From the entries below, please output exactly the lines starting at the one containing "envelopes stay queued." and ending at the one containing "delivery has finished", both included.

PROVIDED RECORDS: Begin

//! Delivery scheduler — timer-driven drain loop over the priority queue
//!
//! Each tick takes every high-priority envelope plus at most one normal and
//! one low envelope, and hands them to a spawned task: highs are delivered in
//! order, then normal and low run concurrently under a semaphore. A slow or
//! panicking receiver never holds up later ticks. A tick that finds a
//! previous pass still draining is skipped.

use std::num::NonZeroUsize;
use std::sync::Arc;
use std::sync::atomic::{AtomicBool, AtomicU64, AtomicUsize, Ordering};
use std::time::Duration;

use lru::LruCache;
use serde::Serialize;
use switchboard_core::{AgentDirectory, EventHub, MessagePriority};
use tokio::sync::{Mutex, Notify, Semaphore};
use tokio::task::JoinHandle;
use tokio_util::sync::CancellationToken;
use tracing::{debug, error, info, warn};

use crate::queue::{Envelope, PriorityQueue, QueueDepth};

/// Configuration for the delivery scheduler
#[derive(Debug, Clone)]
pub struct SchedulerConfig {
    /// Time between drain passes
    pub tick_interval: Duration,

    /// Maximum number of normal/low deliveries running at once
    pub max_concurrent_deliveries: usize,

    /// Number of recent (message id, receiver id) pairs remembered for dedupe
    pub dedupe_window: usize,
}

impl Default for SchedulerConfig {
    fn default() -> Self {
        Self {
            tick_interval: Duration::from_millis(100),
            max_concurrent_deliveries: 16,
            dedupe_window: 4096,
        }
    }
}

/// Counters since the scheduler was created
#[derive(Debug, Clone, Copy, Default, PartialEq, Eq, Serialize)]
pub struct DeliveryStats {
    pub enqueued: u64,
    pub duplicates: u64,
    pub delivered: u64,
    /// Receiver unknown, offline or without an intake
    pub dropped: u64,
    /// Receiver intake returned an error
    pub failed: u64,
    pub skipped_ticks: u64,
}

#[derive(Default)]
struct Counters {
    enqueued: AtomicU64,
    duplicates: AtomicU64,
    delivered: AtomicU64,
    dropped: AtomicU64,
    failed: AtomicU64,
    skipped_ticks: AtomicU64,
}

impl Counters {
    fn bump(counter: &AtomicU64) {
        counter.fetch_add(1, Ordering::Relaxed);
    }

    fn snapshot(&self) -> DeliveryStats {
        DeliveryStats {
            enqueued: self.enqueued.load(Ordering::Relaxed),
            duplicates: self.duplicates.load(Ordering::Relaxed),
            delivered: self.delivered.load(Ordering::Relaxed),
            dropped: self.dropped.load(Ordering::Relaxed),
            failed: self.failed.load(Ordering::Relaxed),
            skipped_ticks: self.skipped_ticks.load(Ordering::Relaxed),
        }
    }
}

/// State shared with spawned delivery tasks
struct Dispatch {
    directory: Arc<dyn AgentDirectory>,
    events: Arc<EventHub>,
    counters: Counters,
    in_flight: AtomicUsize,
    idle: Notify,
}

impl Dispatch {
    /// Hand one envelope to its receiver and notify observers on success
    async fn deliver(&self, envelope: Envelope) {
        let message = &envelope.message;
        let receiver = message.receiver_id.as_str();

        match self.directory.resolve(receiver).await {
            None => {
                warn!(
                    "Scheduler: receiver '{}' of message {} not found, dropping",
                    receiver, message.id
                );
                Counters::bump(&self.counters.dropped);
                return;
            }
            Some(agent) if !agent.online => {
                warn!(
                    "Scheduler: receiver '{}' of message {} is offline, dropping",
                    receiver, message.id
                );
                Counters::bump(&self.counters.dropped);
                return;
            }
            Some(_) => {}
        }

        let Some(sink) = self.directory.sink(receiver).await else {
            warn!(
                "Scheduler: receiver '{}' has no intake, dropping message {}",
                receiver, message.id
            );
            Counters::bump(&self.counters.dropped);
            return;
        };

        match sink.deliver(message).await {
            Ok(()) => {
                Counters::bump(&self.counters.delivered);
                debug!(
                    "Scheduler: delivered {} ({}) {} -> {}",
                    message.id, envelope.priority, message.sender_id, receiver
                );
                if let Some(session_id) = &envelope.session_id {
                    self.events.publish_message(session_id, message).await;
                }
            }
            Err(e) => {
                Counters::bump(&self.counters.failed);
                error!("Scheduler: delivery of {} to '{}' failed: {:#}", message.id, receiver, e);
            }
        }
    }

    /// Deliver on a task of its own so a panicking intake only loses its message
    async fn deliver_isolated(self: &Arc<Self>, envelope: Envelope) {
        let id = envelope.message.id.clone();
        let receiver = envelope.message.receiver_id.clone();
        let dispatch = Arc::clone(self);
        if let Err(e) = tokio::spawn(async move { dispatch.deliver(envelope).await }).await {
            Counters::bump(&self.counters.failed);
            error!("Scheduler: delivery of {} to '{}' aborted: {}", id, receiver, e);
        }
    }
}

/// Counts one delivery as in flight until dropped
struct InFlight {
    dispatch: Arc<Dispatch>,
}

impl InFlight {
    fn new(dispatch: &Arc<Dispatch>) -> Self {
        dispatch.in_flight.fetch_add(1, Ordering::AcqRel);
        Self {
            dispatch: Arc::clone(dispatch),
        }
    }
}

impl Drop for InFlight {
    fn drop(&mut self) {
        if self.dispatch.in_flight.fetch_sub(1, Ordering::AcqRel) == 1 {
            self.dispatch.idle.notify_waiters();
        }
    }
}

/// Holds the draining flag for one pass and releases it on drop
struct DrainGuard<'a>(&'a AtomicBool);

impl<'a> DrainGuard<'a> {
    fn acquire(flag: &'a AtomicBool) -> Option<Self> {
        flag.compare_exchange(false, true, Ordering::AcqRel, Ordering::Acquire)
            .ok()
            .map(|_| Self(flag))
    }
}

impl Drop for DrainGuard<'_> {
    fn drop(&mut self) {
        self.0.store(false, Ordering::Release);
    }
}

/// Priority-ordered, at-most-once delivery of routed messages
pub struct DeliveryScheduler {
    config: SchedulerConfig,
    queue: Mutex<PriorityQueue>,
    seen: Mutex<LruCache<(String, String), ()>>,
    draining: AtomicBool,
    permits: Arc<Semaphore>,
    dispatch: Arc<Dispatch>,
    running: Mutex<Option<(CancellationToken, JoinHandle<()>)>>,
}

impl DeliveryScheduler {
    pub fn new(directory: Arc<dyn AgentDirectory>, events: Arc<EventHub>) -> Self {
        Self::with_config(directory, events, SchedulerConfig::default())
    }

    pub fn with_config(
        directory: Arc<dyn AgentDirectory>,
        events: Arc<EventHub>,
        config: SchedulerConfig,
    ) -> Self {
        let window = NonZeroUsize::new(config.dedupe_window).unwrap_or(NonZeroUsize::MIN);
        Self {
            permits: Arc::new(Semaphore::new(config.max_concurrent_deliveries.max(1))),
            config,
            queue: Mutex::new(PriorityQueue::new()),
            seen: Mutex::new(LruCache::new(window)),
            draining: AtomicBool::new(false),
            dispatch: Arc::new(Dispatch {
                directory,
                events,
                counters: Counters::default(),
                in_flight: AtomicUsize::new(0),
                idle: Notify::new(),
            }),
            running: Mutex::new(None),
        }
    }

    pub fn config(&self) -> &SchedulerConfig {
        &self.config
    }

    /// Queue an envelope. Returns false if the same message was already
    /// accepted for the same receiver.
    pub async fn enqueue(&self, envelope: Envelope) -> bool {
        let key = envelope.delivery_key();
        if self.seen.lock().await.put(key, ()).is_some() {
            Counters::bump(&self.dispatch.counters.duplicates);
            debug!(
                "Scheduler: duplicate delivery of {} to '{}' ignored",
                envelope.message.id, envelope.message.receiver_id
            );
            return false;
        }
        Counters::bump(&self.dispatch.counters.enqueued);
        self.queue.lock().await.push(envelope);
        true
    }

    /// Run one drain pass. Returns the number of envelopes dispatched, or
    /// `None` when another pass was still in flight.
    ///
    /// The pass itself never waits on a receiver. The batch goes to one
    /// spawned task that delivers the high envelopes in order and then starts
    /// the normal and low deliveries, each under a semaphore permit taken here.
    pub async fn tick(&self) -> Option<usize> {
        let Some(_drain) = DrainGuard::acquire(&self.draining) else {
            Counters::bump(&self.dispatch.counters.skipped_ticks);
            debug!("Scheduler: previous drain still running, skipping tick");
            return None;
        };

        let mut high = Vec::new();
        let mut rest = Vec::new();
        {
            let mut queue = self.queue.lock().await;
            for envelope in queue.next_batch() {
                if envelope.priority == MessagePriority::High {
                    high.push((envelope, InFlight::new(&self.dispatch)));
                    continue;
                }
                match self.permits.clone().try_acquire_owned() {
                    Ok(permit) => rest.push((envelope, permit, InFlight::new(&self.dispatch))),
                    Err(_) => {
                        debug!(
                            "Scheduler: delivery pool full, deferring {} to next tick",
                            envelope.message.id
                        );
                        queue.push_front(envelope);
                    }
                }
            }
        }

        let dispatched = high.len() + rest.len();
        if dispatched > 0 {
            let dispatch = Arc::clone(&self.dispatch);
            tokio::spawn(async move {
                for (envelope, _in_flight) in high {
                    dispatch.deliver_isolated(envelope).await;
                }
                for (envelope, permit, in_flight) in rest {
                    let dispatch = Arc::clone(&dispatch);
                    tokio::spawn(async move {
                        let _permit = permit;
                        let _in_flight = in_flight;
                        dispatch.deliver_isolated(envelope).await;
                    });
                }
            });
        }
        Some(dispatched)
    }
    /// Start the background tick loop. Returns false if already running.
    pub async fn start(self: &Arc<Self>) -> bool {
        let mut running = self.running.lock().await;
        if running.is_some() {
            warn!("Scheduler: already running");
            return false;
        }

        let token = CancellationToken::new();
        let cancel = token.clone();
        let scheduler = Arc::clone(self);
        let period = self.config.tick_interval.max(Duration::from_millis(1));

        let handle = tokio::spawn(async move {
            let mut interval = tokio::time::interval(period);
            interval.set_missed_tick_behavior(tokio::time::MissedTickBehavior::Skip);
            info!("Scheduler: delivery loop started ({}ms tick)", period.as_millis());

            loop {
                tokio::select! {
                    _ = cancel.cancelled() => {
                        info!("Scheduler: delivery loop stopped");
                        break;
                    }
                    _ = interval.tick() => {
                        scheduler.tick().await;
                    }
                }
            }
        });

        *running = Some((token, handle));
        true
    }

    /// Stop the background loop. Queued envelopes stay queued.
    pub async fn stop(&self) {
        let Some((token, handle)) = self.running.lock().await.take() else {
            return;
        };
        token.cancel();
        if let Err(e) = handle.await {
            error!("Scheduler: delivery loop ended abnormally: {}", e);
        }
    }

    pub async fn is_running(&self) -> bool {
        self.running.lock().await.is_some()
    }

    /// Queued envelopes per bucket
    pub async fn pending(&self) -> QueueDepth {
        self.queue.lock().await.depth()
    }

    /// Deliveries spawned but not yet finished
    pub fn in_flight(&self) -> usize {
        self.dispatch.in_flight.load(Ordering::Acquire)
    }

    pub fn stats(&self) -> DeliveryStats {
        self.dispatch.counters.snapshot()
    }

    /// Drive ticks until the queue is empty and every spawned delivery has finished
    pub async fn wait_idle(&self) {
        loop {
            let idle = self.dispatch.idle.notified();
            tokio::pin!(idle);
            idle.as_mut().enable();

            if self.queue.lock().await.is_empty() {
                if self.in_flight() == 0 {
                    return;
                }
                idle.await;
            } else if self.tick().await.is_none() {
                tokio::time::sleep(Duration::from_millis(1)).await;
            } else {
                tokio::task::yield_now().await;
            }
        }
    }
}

PROVIDED RECORDS: End

SOLUTION FOR THIS EXERCISE –
    /// Stop the background loop. Queued envelopes stay queued.
    pub async fn stop(&self) {
        let Some((token, handle)) = self.running.lock().await.take() else {
            return;
        };
        token.cancel();
        if let Err(e) = handle.await {
            error!("Scheduler: delivery loop ended abnormally: {}", e);
        }
    }

    pub async fn is_running(&self) -> bool {
        self.running.lock().await.is_some()
    }

    /// Queued envelopes per bucket
    pub async fn pending(&self) -> QueueDepth {
        self.queue.lock().await.depth()
    }

    /// Deliveries spawned but not yet finished
    pub fn in_flight(&self) -> usize {
        self.dispatch.in_flight.load(Ordering::Acquire)
    }

    pub fn stats(&self) -> DeliveryStats {
        self.dispatch.counters.snapshot()
    }

    /// Drive ticks until the queue is empty and every spawned delivery has finished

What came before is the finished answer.